Pre-Reformation – Augustine and Aquinas

Because it is sometimes asserted that Augustine changed theological course midway through his life, this paper will work exclusively from Augustine’s Retractions, collected and edited in his final four years.  It is common to hear Augustine referred to as the first of the Reformers (because of his doctrine of predestination), but this survey will clearly demonstrate that despite any consistencies with the Reformation tradition, Augustine’s temporal ordering and  understanding of the relationship between justification and sanctification are more closely echoed by Aquinas than by Luther, Calvin, or the Protestant tradition.

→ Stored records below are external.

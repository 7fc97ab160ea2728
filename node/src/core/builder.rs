use std::sync::Arc;

use thiserror::Error;
use tokio::sync::mpsc::UnboundedReceiver;

use crate::api::DirectorApi;
use crate::block::assembler::BlockAssembler;
use crate::chain::{Chain, ChainEvent};
use crate::config::Configuration;
use crate::core::shutdown;
use crate::director::Director;
use crate::events::{BlockBroadcast, MiningJobDispatcher};
use crate::fees::FeeStrategy;
use crate::pool::TransactionPool;

#[derive(Error, Debug)]
pub enum BuilderError {
    #[error("Missing collaborator: {0}")]
    MissingCollaborator(&'static str),
    #[error(transparent)]
    Configuration(#[from] crate::config::ConfigurationError),
}

/// Everything external code needs to talk to a running [`Director`].
#[derive(Clone)]
pub struct DirectorHandle {
    /// Command channel: start, submit solutions, query status.
    pub api: DirectorApi,
    pub shutdown: shutdown::Handle,
    /// Register proof-of-work workers here.
    pub mining_jobs: Arc<MiningJobDispatcher>,
    /// Fire-and-forget announcements of freshly mined blocks.
    pub mined_blocks: BlockBroadcast,
}

/// Wires the collaborators and configuration into a [`Director`]. Pure data
/// plumbing; nothing runs until [`Director::run`] is awaited.
pub struct DirectorBuilder {
    config: Configuration,
    chain: Option<Arc<dyn Chain>>,
    chain_events: Option<UnboundedReceiver<ChainEvent>>,
    pool: Option<Arc<dyn TransactionPool>>,
    fees: Option<Arc<dyn FeeStrategy>>,
}

impl DirectorBuilder {
    pub fn new(config: Configuration) -> Self {
        Self {
            config,
            chain: None,
            chain_events: None,
            pool: None,
            fees: None,
        }
    }

    pub fn with_chain(self, chain: Arc<dyn Chain>) -> Self {
        Self {
            chain: Some(chain),
            ..self
        }
    }

    pub fn with_chain_events(self, chain_events: UnboundedReceiver<ChainEvent>) -> Self {
        Self {
            chain_events: Some(chain_events),
            ..self
        }
    }

    pub fn with_pool(self, pool: Arc<dyn TransactionPool>) -> Self {
        Self {
            pool: Some(pool),
            ..self
        }
    }

    pub fn with_fee_strategy(self, fees: Arc<dyn FeeStrategy>) -> Self {
        Self {
            fees: Some(fees),
            ..self
        }
    }

    pub fn build(self) -> Result<(Director, DirectorHandle), BuilderError> {
        let chain = self
            .chain
            .ok_or(BuilderError::MissingCollaborator("chain"))?;
        let chain_events = self
            .chain_events
            .ok_or(BuilderError::MissingCollaborator("chain events"))?;
        let pool = self.pool.ok_or(BuilderError::MissingCollaborator("pool"))?;
        let fees = self
            .fees
            .ok_or(BuilderError::MissingCollaborator("fee strategy"))?;

        let miner = self.config.miner_account()?;
        let assembler = BlockAssembler::new(
            chain.clone(),
            pool,
            fees,
            miner,
            self.config.mining.max_block_transactions,
        );

        let mining_jobs = Arc::new(MiningJobDispatcher::new());
        let mined_blocks = BlockBroadcast::new();
        let (api, api_listener) = DirectorApi::new();
        let (shutdown_handle, external_shutdown) = shutdown::channel();

        let director = Director::new(
            &self.config.mining,
            self.config.node.force_mine,
            self.config.node.graffiti.clone(),
            chain,
            chain_events,
            assembler,
            mining_jobs.clone(),
            mined_blocks.clone(),
            api_listener,
            external_shutdown,
        );
        let handle = DirectorHandle {
            api,
            shutdown: shutdown_handle,
            mining_jobs,
            mined_blocks,
        };
        Ok((director, handle))
    }
}

#[cfg(test)]
mod test {
    use crate::chain::{event_channel, MemoryChain};
    use crate::fees::FlatSubsidy;
    use crate::pool::MemoryPool;

    use super::*;

    #[test]
    fn test_build_requires_all_collaborators() {
        let result = DirectorBuilder::new(Configuration::default()).build();
        assert!(matches!(
            result,
            Err(BuilderError::MissingCollaborator("chain"))
        ));
    }

    #[test]
    fn test_build_with_all_collaborators() {
        let (events_tx, events_rx) = event_channel();
        let chain = Arc::new(MemoryChain::new(events_tx));

        let result = DirectorBuilder::new(Configuration::default())
            .with_chain(chain)
            .with_chain_events(events_rx)
            .with_pool(Arc::new(MemoryPool::new()))
            .with_fee_strategy(Arc::new(FlatSubsidy::default()))
            .build();

        assert!(result.is_ok());
    }
}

A prime motive of Augustine’s work on the doctrine of justification was to address concerns raised by the teaching of his heretical contemporary Pelagius.  A vehement opponent of predestination, denier of the doctrine of depravity, and ardent moralist, Pelagian was accused by Augustine of denying the necessity of God’s grace for the performance of righteous works or the attaining of salvation. Conversely, Augustine contended that it is only when the will has received grace that man can freely will good rather than evil.  Thus, salvation can only be achieved by the grace of God.  Referring to the Pelagians, Augustine said, “They, however, must be resisted with the utmost ardor and vigor who suppose that without God’s help, the mere power of the human will in itself; can either perfect righteousness, or advance steadily towards it,” [1] and, “The works of righteousness [man] never does, except as he receives ability from that fountain [of grace].” [2]  It was not, however, Augustine’s contention that God’s grace necessitates man’s certain response.  Saint Augustine wrote in his Retractions, “There are some persons who so defend God’s grace as to deny man’s free will, or who suppose that free will is denied when grace is defended,” [3] but it is the “free will of man [Paul] appeals to . . . when he says . . ‘We beseech you that you receive not the grace of God in vain’” (2 Cor 6:1), suggesting that God’s grace could have been in vain, but “neither was it the grace of God alone, nor was it [Paul] alone, but it was the grace of God with Paul.” [4]  Hence, upon the receiving of God’s grace, the power of decision becomes truly free with respect to all possible choices (good and evil) that the circumstance allows.  For Augustine, Man does not attain the power to will good apart from grace, and grace opens the freedom of man to will to good, but Augustine is clear in stating, “Nowhere . . . in Holy Scripture do we find such an assertion as, There is no volition but comes from God, And rightly is it not so written, because it is not true. . . . [Christ says,] ‘Thou couldest have no power at all against me, except it were given thee from above’ (John 19:11).  But still, when the ability is given, surely no necessity is imposed.” [5]  Thus, for Augustine, good works require volitional agreement between God’s grace and the will of man.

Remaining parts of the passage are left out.